Oui, absolument. J’ai une formation en recherche historique et j’ai travaillé pendant une courte période pour la chaîne BBC History (online). J’ai étudié Descartes à l’université, même si cela date un peu aujourd’hui. Je savais que j’avais envie d’écrire à propos de Descartes, mais sans adopter son point de vue. On a déjà tellement écrit à son sujet et je n’étais pas sûre d’avoir quelque chose de nouveau à ajouter. Il était beaucoup plus intéressant de le décrire à travers les yeux d’Helena, une servante qui travaillait à Amsterdam en 1634 et qui a été son amante. Raconter cette histoire sous cet angle permet au lecteur de voir Descartes avant qu’il ne devienne «important», dans une période de doute considérable pour lui et avant qu’il ne soit publié. On le connait aujourd’hui comme «le père de la philosophie moderne», mais à l’époque il n’en était rien.

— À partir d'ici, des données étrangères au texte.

//! Query-string flattening for list-style endpoints.

use serde::Serialize;

use crate::error::Error;

/// Optional pagination parameters accepted by list endpoints.
///
/// Fields left as `None` are omitted from the query string entirely.
#[derive(Debug, Clone, Copy, Default, PartialEq, Eq, Serialize)]
pub struct ListOptions {
    /// Starting index of the requested page.
    #[serde(rename = "start-index", skip_serializing_if = "Option::is_none")]
    pub start_index: Option<u32>,

    /// Maximum number of results per page.
    #[serde(rename = "max-results", skip_serializing_if = "Option::is_none")]
    pub max_results: Option<u32>,
}

/// Appends `options`, flattened to a canonical query string, to `path`.
///
/// `None` short-circuits to the bare path unchanged, as does an options value
/// that serializes to nothing. Callers apply this before handing the path to
/// the request builder; the builder itself never adds query parameters.
///
/// ## Examples
///
/// ```rust
/// use chat_api::{with_query, ListOptions};
///
/// let options = ListOptions { start_index: Some(30), max_results: Some(10) };
/// let path = with_query("room", Some(&options)).unwrap();
/// assert_eq!(path, "room?start-index=30&max-results=10");
///
/// let bare = with_query("room", None::<&ListOptions>).unwrap();
/// assert_eq!(bare, "room");
/// ```
///
/// ## Errors
///
/// Returns [`Error::QueryEncoding`] if `options` cannot be represented as a
/// query string.
pub fn with_query<Q: Serialize>(path: &str, options: Option<&Q>) -> Result<String, Error> {
    let Some(options) = options else {
        return Ok(path.to_string());
    };

    let query = serde_urlencoded::to_string(options).map_err(Error::QueryEncoding)?;
    if query.is_empty() {
        return Ok(path.to_string());
    }

    Ok(format!("{path}?{query}"))
}
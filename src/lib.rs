//! REST transport core for a remote chat-service API.
//!
//! This crate is the generic layer underneath typed resource services
//! (rooms, users, messages): it builds versioned HTTP requests — JSON
//! bodies and related-multipart file uploads — dispatches them with
//! cooperative cancellation, classifies failures, and parses pagination
//! metadata out of response envelopes. Resource services stay thin: they
//! supply a method, a relative path and an optional body or decode target,
//! and get back a decoded value plus a [`PaginatedResponse`].
//!
//! ## Usage
//!
//! ```rust,no_run
//! use chat_api::{CallContext, Client, ListOptions, with_query};
//! use url::Url;
//!
//! #[derive(serde::Deserialize)]
//! struct RoomList { items: Vec<serde_json::Value> }
//!
//! # async fn run() -> Result<(), chat_api::Error> {
//! let client = Client::new(Url::parse("https://chat.example.com/").unwrap())?;
//!
//! let options = ListOptions { start_index: Some(0), max_results: Some(30) };
//! let path = with_query("room", Some(&options))?;
//! let request = client.get(&path)?;
//!
//! let (response, rooms) = client
//!     .dispatch::<RoomList>(&CallContext::background(), request)
//!     .await?;
//! if let Some(next) = &response.links().next {
//!     println!("next page: {next}");
//! }
//! # let _ = rooms;
//! # Ok(())
//! # }
//! ```
//!
//! ## Authentication
//!
//! The crate does not handle credential acquisition. Inject a
//! `reqwest::Client` that attaches the access token (default headers or
//! middleware) via [`Client::builder`]; every dispatch then goes through it.
//! Authenticated transports should not be shared between users.
//!
//! ## Cancellation
//!
//! Every dispatch takes a [`CallContext`] carrying an optional deadline and
//! cancel handle. Use [`CallContext::background`] when no caller-side
//! deadline exists. A fired context supersedes transport errors in the
//! returned diagnosis.
//!
//! ## No retries
//!
//! A dispatch is a single attempt. Retry policies, rate-limit backoff (the
//! API answers 429 when throttled) and connection pooling are the injected
//! transport's and the caller's concern.

mod client;
mod config;
mod context;
mod dispatch;
mod error;
mod method;
mod query;
mod request;
mod response;
mod upload;

pub use client::{Client, ClientBuilder};
pub use config::{ClientConfig, CONTENT_TYPE_JSON, DEFAULT_API_VERSION, DEFAULT_USER_AGENT};
pub use context::{CallContext, CancelHandle, CancelReason};
pub use error::Error;
pub use method::RestMethod;
pub use query::{with_query, ListOptions};
pub use request::OutboundRequest;
pub use response::{PaginatedResponse, PaginationLinks};
pub use upload::UploadSpec;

N’était-ce pas un défi trop important que de choisir comme personnage un homme comme René Descartes, dont la biographie est si connue de nos jours et qui avait choisi de vivre loin du monde ?

Descartes est très étudié. Beaucoup de récits et de biographies ont été rédigés à son sujet. Il me semblait que dans une certaine mesure, tous ces écrits ne faisaient que renforcer un certain nombre de clichés le concernant : cette idée que nous avons de lui, de quelqu’un de froid, de retiré du monde, d’un solitaire. Si vous lisez la Correspondance de Descartes, c’est un homme tout à fait différent qui vous apparaît, quelqu’un de spirituel, de caustique et qui ne supportait pas les imbéciles. Il est souvent impatient d’avoir des nouvelles, demandant à Mersenne, le prêtre jésuite par l’intermédiaire de qui transitaient beaucoup de ses lettres, s’il avait reçu des réponses. Descartes avait peut-être choisi de mener une vie secrète, mais en fait il était relié par le biais des lettres à un vaste réseau intellectuel. Créer le personnage de Descartes a été pour moi un vrai défi, me sentant intimidée par moments. Qui étais-je pour mettre des mots dans sa bouche? Cependant, je savais que si je devais raconter l’histoire d’Helena, je devrais nécessairement raconter celle de Descartes.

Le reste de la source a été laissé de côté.